By a well-defined path, I mean something like a channel, a break, a flooded stump row, a flooded fence, or maybe even a row of deep water docks. To find those highways, you need to look at your maps and make good use of your electronics. Think about a winding, meandering path that'll lead them back to a spawning area, and you'll be on the right track.

Once you've identified their path, you need to look for their resting places. This'll usually be something different, but still on the highway. Sharp turns, barren spots, or some other underwater anomaly will be your best bet.

All of that notwithstanding, keep in mind that the early fall transition is a feeding movement. The bass are looking for forage. If it isn't there, they won't be there either. I rarely, if ever, make a cast at this time of the year if I don't see baitfish activity on the surface or on my electronics.

And, if I find a sweet spot along their path, I always return to it until I'm certain the bass are all up shallow.

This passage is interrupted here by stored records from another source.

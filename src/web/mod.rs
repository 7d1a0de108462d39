pub mod routes;

use std::sync::Arc;

use axum::{
    routing::{get, post, put},
    Router,
};
use http::header::{HeaderValue, CACHE_CONTROL};
use tokio::sync::Mutex;
use tower_http::catch_panic::CatchPanicLayer;
use tower_http::set_header::SetResponseHeaderLayer;
use tower_http::trace::TraceLayer;

use crate::services::discovery_service::DiscoverySession;
use crate::services::live_channel::LiveChannel;
use crate::services::location_service::LocationProvider;
use crate::services::search_service::DiscoveryApi;
use routes::{discovery, profile};

pub type RadarSession = DiscoverySession<Box<dyn DiscoveryApi>, Box<dyn LiveChannel>>;

/// The shell owns exactly one discovery session for its lifetime.
#[derive(Clone)]
pub struct AppState {
    pub session: Arc<Mutex<RadarSession>>,
    pub location: Arc<dyn LocationProvider>,
}

impl AppState {
    pub fn new(session: RadarSession, location: Arc<dyn LocationProvider>) -> Self {
        Self {
            session: Arc::new(Mutex::new(session)),
            location,
        }
    }
}

pub fn router(state: AppState) -> Router {
    Router::new()
        .route("/discovery", get(discovery::discovery_handler))
        .route("/discovery/locate", post(discovery::locate_handler))
        .route("/discovery/region", put(discovery::region_handler))
        .route("/discovery/search", post(discovery::search_handler))
        .route("/discovery/resume", post(discovery::resume_handler))
        .route("/profile/:github_username", get(profile::profile_handler))
        .layer(SetResponseHeaderLayer::if_not_present(
            CACHE_CONTROL,
            HeaderValue::from_static("no-store"),
        ))
        .layer(TraceLayer::new_for_http())
        .layer(CatchPanicLayer::new())
        .with_state(state)
}
use async_trait::async_trait;
use tracing::{info, warn};

use crate::error::{RadarError, RadarResult};
use crate::models::Region;

/// Device position source. Denial is reported as `PermissionDenied`.
#[async_trait]
pub trait LocationProvider: Send + Sync {
    async fn current_position(&self) -> RadarResult<(f64, f64)>;
}

/// Position pinned by configuration (`RADAR_LATITUDE` / `RADAR_LONGITUDE`).
#[derive(Debug, Clone, Copy)]
pub struct FixedLocation {
    position: Option<(f64, f64)>,
}

impl FixedLocation {
    pub fn new(position: Option<(f64, f64)>) -> Self {
        Self { position }
    }

    pub fn denied() -> Self {
        Self { position: None }
    }
}

#[async_trait]
impl LocationProvider for FixedLocation {
    async fn current_position(&self) -> RadarResult<(f64, f64)> {
        self.position.ok_or(RadarError::PermissionDenied)
    }
}

pub async fn initial_region(provider: &dyn LocationProvider) -> RadarResult<Region> {
    let (latitude, longitude) = match provider.current_position().await {
        Ok(pos) => pos,
        Err(e) => {
            warn!("📍 Location unavailable: {}", e);
            return Err(e);
        }
    };
    let region = Region::around(latitude, longitude)?;
    info!(latitude, longitude, "📍 Initial region resolved");
    Ok(region)
}
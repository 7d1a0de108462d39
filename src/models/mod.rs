pub mod developer;
pub mod region;

pub use developer::{github_profile_url, Developer, DeveloperPayload};
pub use region::{Region, SessionParams, INITIAL_REGION_DELTA};
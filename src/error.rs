use axum::http::StatusCode;
use thiserror::Error;

/// Failures of a discovery session. None of them clear markers that are
/// already on the board.
#[derive(Debug, Error)]
pub enum RadarError {
    #[error("location permission denied")]
    PermissionDenied,

    #[error("discovery request failed: {0}")]
    Network(#[from] reqwest::Error),

    #[error("discovery request returned status {status}")]
    SearchStatus { status: u16 },

    #[error("malformed payload: {0}")]
    MalformedPayload(String),

    #[error("invalid coordinates: latitude={latitude}, longitude={longitude}")]
    InvalidCoordinates { latitude: f64, longitude: f64 },

    #[error("operation not allowed while {0}")]
    InvalidState(&'static str),

    #[error("invalid configuration: {0}")]
    Config(String),
}

impl RadarError {
    /// Status the radar shell answers with when an operation fails.
    pub fn status_code(&self) -> StatusCode {
        match self {
            RadarError::PermissionDenied => StatusCode::FORBIDDEN,
            RadarError::Network(_) | RadarError::SearchStatus { .. } => StatusCode::BAD_GATEWAY,
            RadarError::MalformedPayload(_) => StatusCode::BAD_GATEWAY,
            RadarError::InvalidCoordinates { .. } => StatusCode::BAD_REQUEST,
            RadarError::InvalidState(_) => StatusCode::CONFLICT,
            RadarError::Config(_) => StatusCode::INTERNAL_SERVER_ERROR,
        }
    }

    /// Short machine-readable tag used in JSON error bodies.
    pub fn kind(&self) -> &'static str {
        match self {
            RadarError::PermissionDenied => "permission_denied",
            RadarError::Network(_) | RadarError::SearchStatus { .. } => "network_failure",
            RadarError::MalformedPayload(_) => "malformed_payload",
            RadarError::InvalidCoordinates { .. } => "invalid_coordinates",
            RadarError::InvalidState(_) => "invalid_state",
            RadarError::Config(_) => "config",
        }
    }
}

pub type RadarResult<T> = Result<T, RadarError>;
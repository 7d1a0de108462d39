use indexmap::IndexMap;

use crate::models::Developer;
use crate::services::live_channel::{ChannelEvent, ChannelStatus};

#[derive(Debug, Clone, Copy, PartialEq, Eq)]
pub enum Upsert {
    Inserted,
    Updated,
}

/// Developers currently on the map, keyed by id and kept in display order.
///
/// Display order is snapshot order followed by the arrival order of ids that
/// were not on the board yet. Updating an existing id keeps its position.
#[derive(Debug)]
pub struct DeveloperBoard {
    developers: IndexMap<String, Developer>,
    channel_status: ChannelStatus,
}

impl Default for DeveloperBoard {
    fn default() -> Self {
        Self {
            developers: IndexMap::new(),
            channel_status: ChannelStatus::Disconnected,
        }
    }
}

impl DeveloperBoard {
    /// Drops everything from the previous session and loads `snapshot`.
    pub fn replace_snapshot(&mut self, snapshot: Vec<Developer>) {
        self.developers.clear();
        for dev in snapshot {
            self.developers.insert(dev.id.clone(), dev);
        }
    }

    pub fn upsert(&mut self, dev: Developer) -> Upsert {
        match self.developers.get_mut(&dev.id) {
            Some(existing) => {
                *existing = dev;
                Upsert::Updated
            }
            None => {
                self.developers.insert(dev.id.clone(), dev);
                Upsert::Inserted
            }
        }
    }

    pub fn apply(&mut self, event: ChannelEvent) {
        match event {
            ChannelEvent::NewDeveloper(dev) => {
                self.upsert(dev);
            }
            ChannelEvent::Status(status) => self.channel_status = status,
        }
    }

    pub fn set_channel_status(&mut self, status: ChannelStatus) {
        self.channel_status = status;
    }

    pub fn channel_status(&self) -> ChannelStatus {
        self.channel_status
    }

    pub fn get(&self, id: &str) -> Option<&Developer> {
        self.developers.get(id)
    }

    pub fn developers(&self) -> Vec<Developer> {
        self.developers.values().cloned().collect()
    }

    pub fn len(&self) -> usize {
        self.developers.len()
    }

    pub fn is_empty(&self) -> bool {
        self.developers.is_empty()
    }
}
use std::sync::{Arc, Mutex, MutexGuard};

use serde::Serialize;
use tracing::{info, warn};

use crate::error::{RadarError, RadarResult};
use crate::models::{Developer, Region, SessionParams};
use crate::services::developer_board::DeveloperBoard;
use crate::services::live_channel::{ChannelEvent, ChannelStatus, LiveChannel};
use crate::services::location_service::{self, LocationProvider};
use crate::services::search_service::DiscoveryApi;

#[derive(Debug, Clone, Copy, PartialEq, Eq, Serialize)]
#[serde(rename_all = "snake_case")]
pub enum SessionPhase {
    Idle,
    Ready,
    Searching,
    Live,
    /// Location denied. Terminal for this session.
    Blocked,
}

fn lock_board(board: &Mutex<DeveloperBoard>) -> MutexGuard<'_, DeveloperBoard> {
    board.lock().unwrap_or_else(|e| e.into_inner())
}

/// Discovery state for one map screen: region, filter, developers on the
/// board and the live channel feeding them.
///
/// The channel handler is installed once, here, and only ever upserts into
/// the board. Tearing the owner down closes the channel.
pub struct DiscoverySession<A, C> {
    api: A,
    channel: C,
    phase: SessionPhase,
    region: Option<Region>,
    tech_filter: String,
    last_params: Option<SessionParams>,
    board: Arc<Mutex<DeveloperBoard>>,
}

#[derive(Debug, Clone, Serialize)]
pub struct SessionView {
    pub phase: SessionPhase,
    pub channel: ChannelStatus,
    pub region: Option<Region>,
    pub tech_filter: String,
    pub developers: Vec<Developer>,
}

impl<A: DiscoveryApi, C: LiveChannel> DiscoverySession<A, C> {
    pub fn new(api: A, mut channel: C) -> Self {
        let board = Arc::new(Mutex::new(DeveloperBoard::default()));
        let sink = Arc::clone(&board);
        channel.subscribe(Arc::new(move |event: ChannelEvent| {
            lock_board(&sink).apply(event)
        }));

        Self {
            api,
            channel,
            phase: SessionPhase::Idle,
            region: None,
            tech_filter: String::new(),
            last_params: None,
            board,
        }
    }

    pub async fn locate(&mut self, provider: &dyn LocationProvider) -> RadarResult<Region> {
        match self.phase {
            SessionPhase::Blocked => return Err(RadarError::PermissionDenied),
            SessionPhase::Idle => {}
            _ => {
                if let Some(region) = self.region {
                    return Ok(region);
                }
            }
        }

        match location_service::initial_region(provider).await {
            Ok(region) => {
                self.region = Some(region);
                self.phase = SessionPhase::Ready;
                Ok(region)
            }
            Err(RadarError::PermissionDenied) => {
                self.phase = SessionPhase::Blocked;
                Err(RadarError::PermissionDenied)
            }
            Err(e) => Err(e),
        }
    }

    pub fn update_region(&mut self, region: Region) -> RadarResult<()> {
        self.ensure_located()?;
        self.region = Some(region.validated()?);
        Ok(())
    }

    pub fn set_tech_filter(&mut self, techs: impl Into<String>) {
        self.tech_filter = techs.into();
    }

    /// Replaces the board with a fresh snapshot and opens a live session for
    /// it. The previous live session is closed before the query goes out.
    /// On failure the board is left untouched and no channel is opened.
    pub async fn search(&mut self) -> RadarResult<usize> {
        let region = self.ensure_located()?;

        if self.channel.is_active() {
            self.channel.disconnect().await;
        }
        lock_board(&self.board).set_channel_status(ChannelStatus::Disconnected);

        self.phase = SessionPhase::Searching;
        let params = SessionParams::new(&region, self.tech_filter.clone());

        let snapshot = match self.api.search(&params).await {
            Ok(snapshot) => snapshot,
            Err(e) => {
                warn!(techs = %params.techs, "🔎 Search failed: {}", e);
                self.phase = SessionPhase::Ready;
                return Err(e);
            }
        };

        let count = snapshot.len();
        lock_board(&self.board).replace_snapshot(snapshot);
        self.phase = SessionPhase::Live;
        info!(count, techs = %params.techs, "🔎 Snapshot loaded");

        if let Err(e) = self.channel.connect(&params).await {
            warn!("🛰️ Live updates unavailable: {}", e);
            lock_board(&self.board).set_channel_status(ChannelStatus::Paused);
        }
        self.last_params = Some(params);
        Ok(count)
    }

    /// Reopens the live session of the last search after the channel paused.
    pub async fn resume_live(&mut self) -> RadarResult<()> {
        let params = match (self.phase, self.last_params.as_ref()) {
            (SessionPhase::Live, Some(params)) => params.clone(),
            _ => return Err(RadarError::InvalidState("no search has completed")),
        };
        if self.channel.is_active() {
            return Ok(());
        }
        self.channel.connect(&params).await
    }

    pub async fn close(&mut self) {
        self.channel.disconnect().await;
        lock_board(&self.board).set_channel_status(ChannelStatus::Disconnected);
        if self.phase == SessionPhase::Live {
            self.phase = SessionPhase::Ready;
        }
    }

    fn ensure_located(&self) -> RadarResult<Region> {
        match (self.phase, self.region) {
            (SessionPhase::Blocked, _) => Err(RadarError::PermissionDenied),
            (_, Some(region)) => Ok(region),
            (_, None) => Err(RadarError::InvalidState("waiting for location")),
        }
    }
}

impl<A, C> DiscoverySession<A, C> {
    pub fn phase(&self) -> SessionPhase {
        self.phase
    }

    pub fn region(&self) -> Option<Region> {
        self.region
    }

    pub fn tech_filter(&self) -> &str {
        &self.tech_filter
    }

    pub fn channel_status(&self) -> ChannelStatus {
        lock_board(&self.board).channel_status()
    }

    pub fn developers(&self) -> Vec<Developer> {
        lock_board(&self.board).developers()
    }

    pub fn view(&self) -> SessionView {
        let board = lock_board(&self.board);
        SessionView {
            phase: self.phase,
            channel: board.channel_status(),
            region: self.region,
            tech_filter: self.tech_filter.clone(),
            developers: board.developers(),
        }
    }
}
pub mod discovery;
pub mod profile;
pub mod config;
pub mod error;
pub mod models;
pub mod services;
pub mod web;

pub use config::RadarConfig;
pub use error::{RadarError, RadarResult};
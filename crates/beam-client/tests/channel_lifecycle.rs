//! Integration tests for the two channel managers.
//!
//! # Purpose
//!
//! These tests exercise [`CommandChannel`] and [`UploadChannel`] through
//! their *public* API, the same way the `beamctl` binary uses them, with the
//! scriptable mock transport standing in for the device. They verify the
//! load-bearing guarantees of the connection lifecycle:
//!
//! - At most one live socket handle per manager, ever — across reconnects,
//!   failures, and races.
//! - Concurrent `connect` calls collapse into a single handshake.
//! - A send with no open handle fails without touching the transport.
//! - The status line is last-write-wins with no history.
//! - A failed upload handshake never reports an upload in progress.
//! - A remote close racing a local disconnect releases the handle exactly
//!   once, whichever side wins.
//! - The two channels are fully independent: a failure on one leaves the
//!   other untouched.

use std::sync::Arc;
use std::time::Duration;

use beam_client::config::ClientConfig;
use beam_client::transport::mock::MockTransport;
use beam_client::{ChannelError, CommandChannel, UploadChannel};
use beam_core::{ConnectionState, ProjectorCommand, UploadState};

// ── Helpers ───────────────────────────────────────────────────────────────────

fn command_channel() -> (CommandChannel, MockTransport) {
    let transport = MockTransport::new();
    let channel = CommandChannel::new(ClientConfig::default(), Arc::new(transport.clone()));
    (channel, transport)
}

fn upload_channel() -> (UploadChannel, MockTransport) {
    let transport = MockTransport::new();
    let channel = UploadChannel::new(ClientConfig::default(), Arc::new(transport.clone()));
    (channel, transport)
}

// Reader-task transitions are asynchronous, so assertions on them poll with
// a ~1s grace window.

async fn wait_for_command_state(channel: &CommandChannel, state: ConnectionState) {
    for _ in 0..100 {
        if channel.state().await == state {
            return;
        }
        tokio::time::sleep(Duration::from_millis(10)).await;
    }
    panic!(
        "command channel never reached {state}; last was {}",
        channel.state().await
    );
}

async fn wait_for_upload_state(channel: &UploadChannel, state: UploadState) {
    for _ in 0..100 {
        if channel.state().await == state {
            return;
        }
        tokio::time::sleep(Duration::from_millis(10)).await;
    }
    panic!(
        "upload channel never reached {state}; last was {}",
        channel.state().await
    );
}

async fn wait_for_status(channel: &CommandChannel, status: &str) {
    for _ in 0..100 {
        if channel.status_message().await == status {
            return;
        }
        tokio::time::sleep(Duration::from_millis(10)).await;
    }
    panic!(
        "status never became {status:?}; last was {:?}",
        channel.status_message().await
    );
}

async fn wait_for_no_live_links(transport: &MockTransport) {
    for _ in 0..100 {
        if transport.live_links() == 0 {
            return;
        }
        tokio::time::sleep(Duration::from_millis(10)).await;
    }
    panic!("a link was never released ({} still live)", transport.live_links());
}

// ── Handle uniqueness ─────────────────────────────────────────────────────────

/// A full connect / disconnect / reconnect cycle must never hold two live
/// handles at once, and must end with the old handle released.
#[tokio::test]
async fn test_reconnect_cycle_never_overlaps_handles() {
    let (channel, transport) = command_channel();

    channel.connect().await;
    channel.disconnect().await;
    channel.connect().await;
    channel.disconnect().await;
    channel.connect().await;

    assert_eq!(transport.connect_calls(), 3);
    assert_eq!(transport.live_links(), 1);
    assert_eq!(
        transport.max_live_links(),
        1,
        "two handles must never be live at once"
    );
}

/// Two tasks calling `connect` while the handshake is held open must produce
/// exactly one handshake; the loser observes the in-flight attempt and backs
/// off.
#[tokio::test]
async fn test_concurrent_connects_collapse_into_one_handshake() {
    let (channel, transport) = command_channel();
    let channel = Arc::new(channel);
    transport.hold_connects();

    // First connect parks inside the held handshake.
    let first = {
        let channel = Arc::clone(&channel);
        tokio::spawn(async move { channel.connect().await })
    };
    wait_for_command_state(&channel, ConnectionState::Connecting).await;

    // Second connect must return immediately without a second handshake.
    channel.connect().await;

    transport.release_connect();
    first.await.expect("connect task panicked");

    assert_eq!(channel.state().await, ConnectionState::Connected);
    assert_eq!(transport.connect_calls(), 1, "dedupe must prevent a second handshake");
    assert_eq!(transport.max_live_links(), 1);
}

/// A disconnect issued while the handshake is still in flight supersedes it:
/// the handle arriving afterwards is released, never installed.
#[tokio::test]
async fn test_disconnect_during_handshake_discards_the_late_handle() {
    let (channel, transport) = command_channel();
    let channel = Arc::new(channel);
    transport.hold_connects();

    let connect = {
        let channel = Arc::clone(&channel);
        tokio::spawn(async move { channel.connect().await })
    };
    wait_for_command_state(&channel, ConnectionState::Connecting).await;

    channel.disconnect().await;
    assert_eq!(channel.state().await, ConnectionState::Disconnected);

    // Let the handshake complete; its handle must be released on arrival.
    transport.release_connect();
    connect.await.expect("connect task panicked");

    assert_eq!(channel.state().await, ConnectionState::Disconnected);
    wait_for_no_live_links(&transport).await;
}

// ── Send gating and status ────────────────────────────────────────────────────

/// A command issued with no open handle fails locally; the transport is
/// never consulted.
#[tokio::test]
async fn test_send_without_handle_fails_without_transport_traffic() {
    let (channel, transport) = command_channel();

    let result = channel.send_command(&ProjectorCommand::brightness(50)).await;

    assert!(matches!(result, Err(ChannelError::NotConnected)));
    assert_eq!(transport.connect_calls(), 0);

    // Same after an explicit disconnect.
    channel.connect().await;
    channel.disconnect().await;
    let result = channel.send_command(&ProjectorCommand::brightness(50)).await;
    assert!(matches!(result, Err(ChannelError::NotConnected)));
}

/// The status line is a single mutable slot: each inbound message replaces
/// the previous one wholesale.
#[tokio::test]
async fn test_status_is_last_write_wins() {
    let (channel, transport) = command_channel();
    channel.connect().await;

    let device = transport.last_link();
    device.push_text("lamp warming up").await;
    device.push_text("lamp ready").await;

    wait_for_status(&channel, "Device message: lamp ready").await;
}

// ── Upload lifecycle ──────────────────────────────────────────────────────────

/// A refused upload handshake reports `Error`, not an upload in progress,
/// and leaves no handle behind.
#[tokio::test]
async fn test_refused_upload_handshake_is_an_error_not_an_upload() {
    let (channel, transport) = upload_channel();
    transport.fail_next_connect();

    let result = channel.send_payload(vec![0; 32]).await;

    assert!(matches!(result, Err(ChannelError::Transport(_))));
    assert_eq!(channel.state().await, UploadState::Error);
    assert!(!channel.is_uploading().await);
    assert_eq!(transport.live_links(), 0);
}

/// The device closing the upload channel mid-transfer completes the upload
/// and releases the handle; the next transfer gets a fresh connection.
#[tokio::test]
async fn test_upload_completion_releases_the_handle() {
    let (channel, transport) = upload_channel();

    channel.send_payload(vec![7; 128]).await.expect("send");
    assert!(channel.is_uploading().await);

    transport.last_link().close().await;
    wait_for_upload_state(&channel, UploadState::Completed).await;
    assert_eq!(transport.live_links(), 0);

    channel.send_payload(vec![8; 128]).await.expect("second send");
    assert_eq!(transport.connect_calls(), 2);
    assert_eq!(transport.max_live_links(), 1);
}

// ── Teardown races ────────────────────────────────────────────────────────────

/// A remote close arriving together with a local disconnect must converge on
/// one released handle and a `Disconnected` state, with no double-release.
#[tokio::test]
async fn test_remote_close_racing_local_disconnect_releases_once() {
    for _ in 0..20 {
        let (channel, transport) = command_channel();
        channel.connect().await;

        let device = transport.last_link();
        let closer = tokio::spawn(async move { device.close().await });
        channel.disconnect().await;
        closer.await.expect("closer panicked");

        // Give the reader task time to observe the event (or find itself
        // superseded) before asserting.
        wait_for_no_live_links(&transport).await;
        assert_eq!(channel.state().await, ConnectionState::Disconnected);
    }
}

// ── Channel independence ──────────────────────────────────────────────────────

/// The two managers share nothing: killing the command connection leaves a
/// running upload untouched, and vice versa.
#[tokio::test]
async fn test_channels_fail_independently() {
    let transport = MockTransport::new();
    let command = CommandChannel::new(ClientConfig::default(), Arc::new(transport.clone()));
    let upload = UploadChannel::new(ClientConfig::default(), Arc::new(transport.clone()));

    command.connect().await;
    let command_link = transport.last_link();
    upload.send_payload(vec![1; 64]).await.expect("send");

    // Kill the command connection only.
    command_link.fail("connection reset").await;
    wait_for_command_state(&command, ConnectionState::Error).await;

    // The upload is still in progress and still completes normally.
    assert_eq!(upload.state().await, UploadState::Uploading);
    transport.last_link().close().await;
    wait_for_upload_state(&upload, UploadState::Completed).await;
    assert_eq!(command.state().await, ConnectionState::Error);
}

It's not unusual to catch bass from a resting spot every few days for a month or more. Sometimes they move in small bunches. At other times, they'll move in huge waves. But they never move all at once. It just doesn't happen.

Once the first groups of bass hit the shallow spawning areas, it's game on. They'll bite with abandon and don't seem to be a bit shy about being hooked more than once. For those of us who like the action fast and furious — that's all of us, I think — it's a dream come true.

It's possible to catch a few in their spawning areas and then move out and catch a few more along the path into those areas. Sometimes you can repeat that pattern from daylight to dark for days at a time.

One final tip before I go: If you're fishing creeks and inflows, always concentrate on those that have flowing water running into the back of them. For whatever reason, they produce more, and much bigger, bass.